**WORKING DATA**.

________________

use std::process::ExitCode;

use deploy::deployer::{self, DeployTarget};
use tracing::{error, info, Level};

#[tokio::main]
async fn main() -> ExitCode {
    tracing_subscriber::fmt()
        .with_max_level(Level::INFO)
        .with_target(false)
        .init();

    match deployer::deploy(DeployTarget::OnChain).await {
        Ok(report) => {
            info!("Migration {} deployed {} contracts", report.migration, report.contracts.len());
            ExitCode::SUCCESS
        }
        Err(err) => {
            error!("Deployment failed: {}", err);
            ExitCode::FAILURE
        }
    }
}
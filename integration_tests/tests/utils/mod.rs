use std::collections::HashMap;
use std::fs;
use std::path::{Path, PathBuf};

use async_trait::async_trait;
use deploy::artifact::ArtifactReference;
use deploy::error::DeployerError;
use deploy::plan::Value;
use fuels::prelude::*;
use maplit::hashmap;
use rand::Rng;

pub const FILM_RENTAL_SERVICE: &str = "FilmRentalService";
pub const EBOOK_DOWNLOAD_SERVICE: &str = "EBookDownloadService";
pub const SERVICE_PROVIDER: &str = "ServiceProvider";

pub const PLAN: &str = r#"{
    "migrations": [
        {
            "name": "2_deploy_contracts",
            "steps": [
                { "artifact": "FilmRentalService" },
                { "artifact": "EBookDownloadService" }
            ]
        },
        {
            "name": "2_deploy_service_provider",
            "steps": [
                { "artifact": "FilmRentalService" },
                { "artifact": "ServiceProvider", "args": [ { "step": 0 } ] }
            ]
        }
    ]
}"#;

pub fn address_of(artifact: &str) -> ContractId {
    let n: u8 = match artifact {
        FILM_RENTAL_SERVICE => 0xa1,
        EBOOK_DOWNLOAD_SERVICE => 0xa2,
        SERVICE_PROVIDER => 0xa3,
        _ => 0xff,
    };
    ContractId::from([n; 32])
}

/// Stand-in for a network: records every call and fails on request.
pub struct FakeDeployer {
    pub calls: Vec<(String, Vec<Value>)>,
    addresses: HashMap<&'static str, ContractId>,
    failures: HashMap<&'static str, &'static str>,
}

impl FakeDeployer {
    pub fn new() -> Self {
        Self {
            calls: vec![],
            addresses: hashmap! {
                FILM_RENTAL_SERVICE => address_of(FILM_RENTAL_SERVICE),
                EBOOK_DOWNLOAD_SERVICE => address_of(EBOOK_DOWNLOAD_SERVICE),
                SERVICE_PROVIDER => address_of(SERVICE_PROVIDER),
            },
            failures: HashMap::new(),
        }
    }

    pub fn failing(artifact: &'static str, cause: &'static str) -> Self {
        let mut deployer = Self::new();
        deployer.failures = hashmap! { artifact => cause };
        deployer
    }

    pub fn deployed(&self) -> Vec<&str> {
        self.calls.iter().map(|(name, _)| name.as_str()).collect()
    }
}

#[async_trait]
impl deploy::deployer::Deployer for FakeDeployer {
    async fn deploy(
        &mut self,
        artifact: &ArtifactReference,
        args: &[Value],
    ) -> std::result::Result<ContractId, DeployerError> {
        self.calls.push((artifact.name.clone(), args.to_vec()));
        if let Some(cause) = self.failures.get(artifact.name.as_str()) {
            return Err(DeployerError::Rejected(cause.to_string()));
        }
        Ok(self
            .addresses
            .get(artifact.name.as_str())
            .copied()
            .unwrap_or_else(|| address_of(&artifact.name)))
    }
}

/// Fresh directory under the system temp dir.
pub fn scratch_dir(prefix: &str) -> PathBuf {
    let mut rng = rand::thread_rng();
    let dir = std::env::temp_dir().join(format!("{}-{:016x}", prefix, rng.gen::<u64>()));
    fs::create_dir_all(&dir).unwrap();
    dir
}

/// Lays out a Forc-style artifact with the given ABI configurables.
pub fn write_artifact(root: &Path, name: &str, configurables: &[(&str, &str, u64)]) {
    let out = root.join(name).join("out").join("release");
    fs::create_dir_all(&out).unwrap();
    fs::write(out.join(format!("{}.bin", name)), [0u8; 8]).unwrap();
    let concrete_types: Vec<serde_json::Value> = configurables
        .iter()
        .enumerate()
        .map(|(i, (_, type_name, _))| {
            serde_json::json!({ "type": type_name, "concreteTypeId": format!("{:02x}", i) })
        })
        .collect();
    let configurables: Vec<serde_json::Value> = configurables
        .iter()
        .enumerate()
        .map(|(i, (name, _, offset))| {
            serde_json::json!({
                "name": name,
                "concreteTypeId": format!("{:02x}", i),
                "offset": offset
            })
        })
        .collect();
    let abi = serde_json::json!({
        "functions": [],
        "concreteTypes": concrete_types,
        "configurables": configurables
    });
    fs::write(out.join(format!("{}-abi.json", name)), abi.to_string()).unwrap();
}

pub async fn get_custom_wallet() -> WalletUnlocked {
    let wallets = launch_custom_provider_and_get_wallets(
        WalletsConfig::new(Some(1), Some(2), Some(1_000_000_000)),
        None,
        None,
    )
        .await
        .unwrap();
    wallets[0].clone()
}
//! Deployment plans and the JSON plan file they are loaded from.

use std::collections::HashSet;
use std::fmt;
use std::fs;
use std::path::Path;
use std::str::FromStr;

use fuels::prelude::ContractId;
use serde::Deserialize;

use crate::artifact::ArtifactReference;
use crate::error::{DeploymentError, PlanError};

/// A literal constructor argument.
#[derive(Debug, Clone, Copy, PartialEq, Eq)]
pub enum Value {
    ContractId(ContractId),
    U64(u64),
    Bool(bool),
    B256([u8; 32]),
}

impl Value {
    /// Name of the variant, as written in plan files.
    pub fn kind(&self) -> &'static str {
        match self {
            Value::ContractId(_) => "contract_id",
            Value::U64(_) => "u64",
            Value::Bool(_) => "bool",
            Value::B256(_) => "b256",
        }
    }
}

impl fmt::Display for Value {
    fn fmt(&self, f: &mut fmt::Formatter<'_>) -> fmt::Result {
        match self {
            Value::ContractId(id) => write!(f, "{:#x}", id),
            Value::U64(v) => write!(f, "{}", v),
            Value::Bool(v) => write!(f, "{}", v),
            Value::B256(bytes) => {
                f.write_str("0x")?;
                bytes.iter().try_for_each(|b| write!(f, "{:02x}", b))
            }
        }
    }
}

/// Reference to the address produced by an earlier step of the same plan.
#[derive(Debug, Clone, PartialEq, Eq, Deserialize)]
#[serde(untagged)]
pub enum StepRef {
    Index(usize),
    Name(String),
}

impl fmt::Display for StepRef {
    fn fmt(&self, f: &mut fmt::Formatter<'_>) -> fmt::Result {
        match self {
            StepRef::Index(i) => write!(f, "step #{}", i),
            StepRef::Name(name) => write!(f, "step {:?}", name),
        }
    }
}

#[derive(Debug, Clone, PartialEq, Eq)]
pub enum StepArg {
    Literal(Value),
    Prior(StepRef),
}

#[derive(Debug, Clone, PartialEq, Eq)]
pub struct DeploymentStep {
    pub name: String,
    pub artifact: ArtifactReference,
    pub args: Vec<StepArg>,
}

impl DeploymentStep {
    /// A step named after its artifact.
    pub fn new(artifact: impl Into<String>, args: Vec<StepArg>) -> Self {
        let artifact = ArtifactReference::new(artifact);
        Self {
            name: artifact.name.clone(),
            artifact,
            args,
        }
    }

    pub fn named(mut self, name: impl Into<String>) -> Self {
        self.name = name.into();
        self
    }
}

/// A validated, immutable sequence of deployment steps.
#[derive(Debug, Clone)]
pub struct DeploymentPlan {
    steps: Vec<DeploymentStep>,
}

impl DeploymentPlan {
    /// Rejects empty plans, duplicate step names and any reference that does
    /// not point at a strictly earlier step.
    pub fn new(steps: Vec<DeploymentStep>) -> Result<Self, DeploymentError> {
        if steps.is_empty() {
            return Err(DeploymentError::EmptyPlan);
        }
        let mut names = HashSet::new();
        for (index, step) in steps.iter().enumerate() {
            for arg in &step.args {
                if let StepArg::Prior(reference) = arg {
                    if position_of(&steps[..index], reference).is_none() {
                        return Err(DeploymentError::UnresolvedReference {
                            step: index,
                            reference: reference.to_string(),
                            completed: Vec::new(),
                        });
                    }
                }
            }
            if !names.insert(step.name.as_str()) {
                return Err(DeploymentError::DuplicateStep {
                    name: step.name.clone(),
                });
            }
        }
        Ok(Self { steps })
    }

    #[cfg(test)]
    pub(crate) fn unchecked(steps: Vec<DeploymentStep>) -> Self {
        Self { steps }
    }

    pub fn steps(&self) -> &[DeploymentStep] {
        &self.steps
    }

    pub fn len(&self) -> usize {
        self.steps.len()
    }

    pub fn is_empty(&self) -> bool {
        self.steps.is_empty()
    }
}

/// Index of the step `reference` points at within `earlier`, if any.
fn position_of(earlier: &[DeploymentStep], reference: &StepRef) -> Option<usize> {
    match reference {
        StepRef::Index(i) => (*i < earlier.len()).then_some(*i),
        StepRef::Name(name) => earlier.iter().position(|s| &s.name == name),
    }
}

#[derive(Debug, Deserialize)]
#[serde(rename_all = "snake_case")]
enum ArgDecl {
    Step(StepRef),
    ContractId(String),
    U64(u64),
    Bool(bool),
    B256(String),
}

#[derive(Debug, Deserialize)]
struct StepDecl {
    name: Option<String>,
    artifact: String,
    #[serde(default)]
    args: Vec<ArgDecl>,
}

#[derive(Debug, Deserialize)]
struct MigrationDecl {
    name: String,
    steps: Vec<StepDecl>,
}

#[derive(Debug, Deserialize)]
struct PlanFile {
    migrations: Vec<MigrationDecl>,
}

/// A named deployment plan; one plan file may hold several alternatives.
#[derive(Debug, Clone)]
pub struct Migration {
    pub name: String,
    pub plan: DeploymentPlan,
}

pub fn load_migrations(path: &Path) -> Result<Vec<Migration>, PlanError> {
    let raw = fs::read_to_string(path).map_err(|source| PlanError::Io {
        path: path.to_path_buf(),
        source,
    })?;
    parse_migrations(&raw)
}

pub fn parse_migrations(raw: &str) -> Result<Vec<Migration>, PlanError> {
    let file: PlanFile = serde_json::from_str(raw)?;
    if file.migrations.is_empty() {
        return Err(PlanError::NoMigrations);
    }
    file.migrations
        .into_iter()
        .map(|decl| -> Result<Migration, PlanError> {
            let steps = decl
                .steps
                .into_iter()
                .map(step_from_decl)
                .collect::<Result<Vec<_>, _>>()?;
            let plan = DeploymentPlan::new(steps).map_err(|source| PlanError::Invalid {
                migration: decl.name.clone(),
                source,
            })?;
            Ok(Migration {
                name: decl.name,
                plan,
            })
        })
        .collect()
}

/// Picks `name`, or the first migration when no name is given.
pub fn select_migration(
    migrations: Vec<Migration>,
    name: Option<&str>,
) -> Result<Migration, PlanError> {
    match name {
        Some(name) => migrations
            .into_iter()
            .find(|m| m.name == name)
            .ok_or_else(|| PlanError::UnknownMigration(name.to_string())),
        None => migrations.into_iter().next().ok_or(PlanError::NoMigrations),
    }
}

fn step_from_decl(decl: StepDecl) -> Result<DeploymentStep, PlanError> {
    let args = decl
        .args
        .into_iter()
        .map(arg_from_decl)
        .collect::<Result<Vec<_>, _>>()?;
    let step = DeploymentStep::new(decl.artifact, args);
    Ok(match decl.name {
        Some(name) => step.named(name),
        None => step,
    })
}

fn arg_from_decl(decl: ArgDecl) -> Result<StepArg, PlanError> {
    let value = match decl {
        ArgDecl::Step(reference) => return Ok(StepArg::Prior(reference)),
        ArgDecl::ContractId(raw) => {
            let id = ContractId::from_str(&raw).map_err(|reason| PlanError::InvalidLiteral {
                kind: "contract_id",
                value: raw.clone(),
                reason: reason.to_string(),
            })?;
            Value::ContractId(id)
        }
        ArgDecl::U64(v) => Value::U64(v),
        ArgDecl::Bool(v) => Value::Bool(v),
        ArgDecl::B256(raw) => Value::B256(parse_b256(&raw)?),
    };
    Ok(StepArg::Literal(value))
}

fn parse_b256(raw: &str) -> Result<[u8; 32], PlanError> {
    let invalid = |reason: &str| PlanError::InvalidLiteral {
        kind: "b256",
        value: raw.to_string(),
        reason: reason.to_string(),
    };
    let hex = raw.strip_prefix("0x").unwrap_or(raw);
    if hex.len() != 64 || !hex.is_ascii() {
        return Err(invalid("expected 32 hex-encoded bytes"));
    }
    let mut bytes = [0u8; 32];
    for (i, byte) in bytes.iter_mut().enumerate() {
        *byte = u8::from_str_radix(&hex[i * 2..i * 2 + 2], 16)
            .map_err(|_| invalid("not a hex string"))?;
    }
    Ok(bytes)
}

________________

**TASK**. Every line above that holds "root" should be copied out.

**REPLY**.
pub fn write_artifact(root: &Path, name: &str, configurables: &[(&str, &str, u64)]) {
    let out = root.join(name).join("out").join("release");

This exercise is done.